### What to produce
Below are the entries to work from; restate word for word the portion that opens with the line containing "filename crates/gitview-storage/src/pack.rs" and closes with the line containing "version, object count.", keeping both.

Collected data
----
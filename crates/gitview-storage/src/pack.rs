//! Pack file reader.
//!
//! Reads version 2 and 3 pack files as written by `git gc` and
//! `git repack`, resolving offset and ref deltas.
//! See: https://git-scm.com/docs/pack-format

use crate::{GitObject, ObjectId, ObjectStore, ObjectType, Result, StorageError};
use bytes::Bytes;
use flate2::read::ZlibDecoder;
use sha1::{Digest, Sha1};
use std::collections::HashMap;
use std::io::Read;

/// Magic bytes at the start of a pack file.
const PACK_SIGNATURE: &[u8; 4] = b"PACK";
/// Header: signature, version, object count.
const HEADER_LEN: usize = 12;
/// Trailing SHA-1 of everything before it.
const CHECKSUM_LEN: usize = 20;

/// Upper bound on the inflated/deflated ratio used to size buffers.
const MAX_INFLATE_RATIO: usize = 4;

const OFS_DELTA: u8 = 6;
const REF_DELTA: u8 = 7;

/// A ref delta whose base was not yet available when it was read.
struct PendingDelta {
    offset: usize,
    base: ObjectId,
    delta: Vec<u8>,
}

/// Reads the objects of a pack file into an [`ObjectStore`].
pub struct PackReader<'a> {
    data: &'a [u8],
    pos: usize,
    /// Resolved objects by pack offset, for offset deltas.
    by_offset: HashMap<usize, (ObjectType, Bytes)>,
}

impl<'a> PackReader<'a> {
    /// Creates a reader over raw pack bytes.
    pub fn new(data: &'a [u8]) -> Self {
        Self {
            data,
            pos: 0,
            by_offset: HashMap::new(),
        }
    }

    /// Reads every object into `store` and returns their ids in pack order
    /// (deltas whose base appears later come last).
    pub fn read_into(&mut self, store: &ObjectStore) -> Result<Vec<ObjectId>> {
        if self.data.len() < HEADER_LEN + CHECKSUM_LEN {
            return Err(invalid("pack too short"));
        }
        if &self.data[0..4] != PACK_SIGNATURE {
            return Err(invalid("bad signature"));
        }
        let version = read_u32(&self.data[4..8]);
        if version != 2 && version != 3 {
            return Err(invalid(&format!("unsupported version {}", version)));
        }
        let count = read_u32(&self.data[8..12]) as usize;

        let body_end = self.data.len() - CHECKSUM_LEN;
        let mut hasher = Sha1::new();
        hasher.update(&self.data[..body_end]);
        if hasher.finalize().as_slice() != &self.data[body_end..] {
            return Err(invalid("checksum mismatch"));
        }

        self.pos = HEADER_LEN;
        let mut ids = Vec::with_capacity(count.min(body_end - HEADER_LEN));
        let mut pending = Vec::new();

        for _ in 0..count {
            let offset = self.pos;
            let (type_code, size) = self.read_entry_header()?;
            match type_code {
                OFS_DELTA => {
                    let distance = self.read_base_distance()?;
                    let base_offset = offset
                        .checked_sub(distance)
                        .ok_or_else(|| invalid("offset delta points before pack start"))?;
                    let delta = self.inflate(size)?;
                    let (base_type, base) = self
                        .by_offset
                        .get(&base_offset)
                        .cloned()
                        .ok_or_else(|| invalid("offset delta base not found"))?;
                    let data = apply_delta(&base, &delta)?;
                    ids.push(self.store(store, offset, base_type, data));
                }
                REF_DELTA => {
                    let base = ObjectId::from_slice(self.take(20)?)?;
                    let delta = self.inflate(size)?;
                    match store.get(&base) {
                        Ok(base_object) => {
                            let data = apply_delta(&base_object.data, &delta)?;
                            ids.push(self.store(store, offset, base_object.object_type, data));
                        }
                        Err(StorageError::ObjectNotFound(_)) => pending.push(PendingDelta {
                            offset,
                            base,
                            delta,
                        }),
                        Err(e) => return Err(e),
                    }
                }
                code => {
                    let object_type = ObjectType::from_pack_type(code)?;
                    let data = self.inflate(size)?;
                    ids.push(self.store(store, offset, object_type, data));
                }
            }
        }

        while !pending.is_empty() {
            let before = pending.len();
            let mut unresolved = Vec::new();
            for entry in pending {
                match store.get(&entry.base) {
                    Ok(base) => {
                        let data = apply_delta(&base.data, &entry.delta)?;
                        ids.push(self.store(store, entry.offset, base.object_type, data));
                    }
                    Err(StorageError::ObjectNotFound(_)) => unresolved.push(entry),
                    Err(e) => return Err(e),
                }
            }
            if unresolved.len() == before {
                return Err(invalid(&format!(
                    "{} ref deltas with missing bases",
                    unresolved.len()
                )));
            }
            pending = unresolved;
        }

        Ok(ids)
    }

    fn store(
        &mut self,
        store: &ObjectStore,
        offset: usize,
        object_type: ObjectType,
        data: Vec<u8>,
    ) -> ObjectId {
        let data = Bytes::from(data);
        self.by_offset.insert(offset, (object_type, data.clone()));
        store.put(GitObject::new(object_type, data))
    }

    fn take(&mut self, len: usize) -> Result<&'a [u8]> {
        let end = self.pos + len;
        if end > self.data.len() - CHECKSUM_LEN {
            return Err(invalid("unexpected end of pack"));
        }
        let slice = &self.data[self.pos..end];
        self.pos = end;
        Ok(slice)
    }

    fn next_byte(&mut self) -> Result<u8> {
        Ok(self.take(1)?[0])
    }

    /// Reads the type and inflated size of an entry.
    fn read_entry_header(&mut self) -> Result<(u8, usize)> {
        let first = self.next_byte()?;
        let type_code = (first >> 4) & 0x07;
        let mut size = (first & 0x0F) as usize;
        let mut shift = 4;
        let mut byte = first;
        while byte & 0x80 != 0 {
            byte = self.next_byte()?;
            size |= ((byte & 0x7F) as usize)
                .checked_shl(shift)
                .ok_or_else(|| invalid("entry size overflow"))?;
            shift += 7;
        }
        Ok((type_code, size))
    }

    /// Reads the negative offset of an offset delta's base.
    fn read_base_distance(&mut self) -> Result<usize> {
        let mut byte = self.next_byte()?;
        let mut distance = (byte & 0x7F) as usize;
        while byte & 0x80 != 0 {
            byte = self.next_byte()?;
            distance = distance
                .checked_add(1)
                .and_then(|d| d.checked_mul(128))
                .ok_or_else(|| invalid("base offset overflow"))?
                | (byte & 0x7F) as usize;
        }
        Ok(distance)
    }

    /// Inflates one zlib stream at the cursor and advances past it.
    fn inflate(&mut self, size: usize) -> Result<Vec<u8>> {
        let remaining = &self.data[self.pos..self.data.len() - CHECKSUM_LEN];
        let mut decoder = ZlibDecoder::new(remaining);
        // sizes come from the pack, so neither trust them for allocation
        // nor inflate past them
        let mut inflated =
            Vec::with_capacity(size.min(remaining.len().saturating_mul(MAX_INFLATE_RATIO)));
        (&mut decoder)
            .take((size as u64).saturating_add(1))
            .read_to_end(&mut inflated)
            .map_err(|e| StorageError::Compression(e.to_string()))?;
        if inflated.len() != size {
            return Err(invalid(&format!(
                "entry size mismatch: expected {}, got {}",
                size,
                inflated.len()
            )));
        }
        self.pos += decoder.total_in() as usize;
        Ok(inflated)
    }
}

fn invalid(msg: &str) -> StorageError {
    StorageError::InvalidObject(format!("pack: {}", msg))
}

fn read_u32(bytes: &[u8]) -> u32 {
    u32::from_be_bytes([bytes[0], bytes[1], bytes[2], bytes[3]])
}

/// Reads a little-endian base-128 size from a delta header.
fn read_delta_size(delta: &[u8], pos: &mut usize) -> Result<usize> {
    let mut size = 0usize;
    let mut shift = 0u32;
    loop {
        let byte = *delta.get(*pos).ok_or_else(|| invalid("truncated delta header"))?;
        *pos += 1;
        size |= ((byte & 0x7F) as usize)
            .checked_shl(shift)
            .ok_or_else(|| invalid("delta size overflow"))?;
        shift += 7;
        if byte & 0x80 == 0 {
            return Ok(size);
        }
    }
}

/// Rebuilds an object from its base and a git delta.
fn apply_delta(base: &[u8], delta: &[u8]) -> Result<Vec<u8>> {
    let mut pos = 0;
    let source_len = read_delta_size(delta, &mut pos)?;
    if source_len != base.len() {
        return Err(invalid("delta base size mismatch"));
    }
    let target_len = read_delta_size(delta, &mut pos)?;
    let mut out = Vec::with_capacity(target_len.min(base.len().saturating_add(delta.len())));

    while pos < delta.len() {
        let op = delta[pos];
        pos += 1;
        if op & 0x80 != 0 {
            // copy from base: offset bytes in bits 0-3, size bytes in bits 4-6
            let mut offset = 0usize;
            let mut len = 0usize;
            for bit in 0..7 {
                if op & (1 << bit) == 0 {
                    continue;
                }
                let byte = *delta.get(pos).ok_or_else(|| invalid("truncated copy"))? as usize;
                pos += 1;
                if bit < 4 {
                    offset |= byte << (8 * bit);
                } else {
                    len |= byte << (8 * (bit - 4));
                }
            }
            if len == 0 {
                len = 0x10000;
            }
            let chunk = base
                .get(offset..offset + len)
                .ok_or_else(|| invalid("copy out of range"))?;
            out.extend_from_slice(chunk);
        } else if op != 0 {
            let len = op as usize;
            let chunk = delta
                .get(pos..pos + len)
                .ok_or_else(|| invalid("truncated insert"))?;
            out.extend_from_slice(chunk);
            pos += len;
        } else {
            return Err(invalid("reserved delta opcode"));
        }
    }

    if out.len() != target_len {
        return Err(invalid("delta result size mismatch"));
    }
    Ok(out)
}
----
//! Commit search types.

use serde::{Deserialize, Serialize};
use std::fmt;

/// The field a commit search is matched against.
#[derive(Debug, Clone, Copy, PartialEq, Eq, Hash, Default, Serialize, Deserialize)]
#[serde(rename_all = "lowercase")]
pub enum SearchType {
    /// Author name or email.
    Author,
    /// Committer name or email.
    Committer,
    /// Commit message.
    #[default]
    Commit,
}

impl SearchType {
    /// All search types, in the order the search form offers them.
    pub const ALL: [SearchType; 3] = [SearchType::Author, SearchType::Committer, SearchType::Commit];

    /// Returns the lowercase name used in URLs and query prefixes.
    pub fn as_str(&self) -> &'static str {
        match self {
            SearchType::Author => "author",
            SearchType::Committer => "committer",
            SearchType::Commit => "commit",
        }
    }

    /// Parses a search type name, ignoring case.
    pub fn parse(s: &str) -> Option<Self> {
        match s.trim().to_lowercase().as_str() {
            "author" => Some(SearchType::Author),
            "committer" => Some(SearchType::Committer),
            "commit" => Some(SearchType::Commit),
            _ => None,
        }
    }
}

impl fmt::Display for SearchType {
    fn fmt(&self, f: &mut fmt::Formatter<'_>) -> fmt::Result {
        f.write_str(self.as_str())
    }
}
----
### Response area
filename crates/gitview-storage/src/pack.rs
//! Pack file reader.
//!
//! Reads version 2 and 3 pack files as written by `git gc` and
//! `git repack`, resolving offset and ref deltas.
//! See: https://git-scm.com/docs/pack-format

use crate::{GitObject, ObjectId, ObjectStore, ObjectType, Result, StorageError};
use bytes::Bytes;
use flate2::read::ZlibDecoder;
use sha1::{Digest, Sha1};
use std::collections::HashMap;
use std::io::Read;

/// Magic bytes at the start of a pack file.
const PACK_SIGNATURE: &[u8; 4] = b"PACK";
/// Header: signature, version, object count.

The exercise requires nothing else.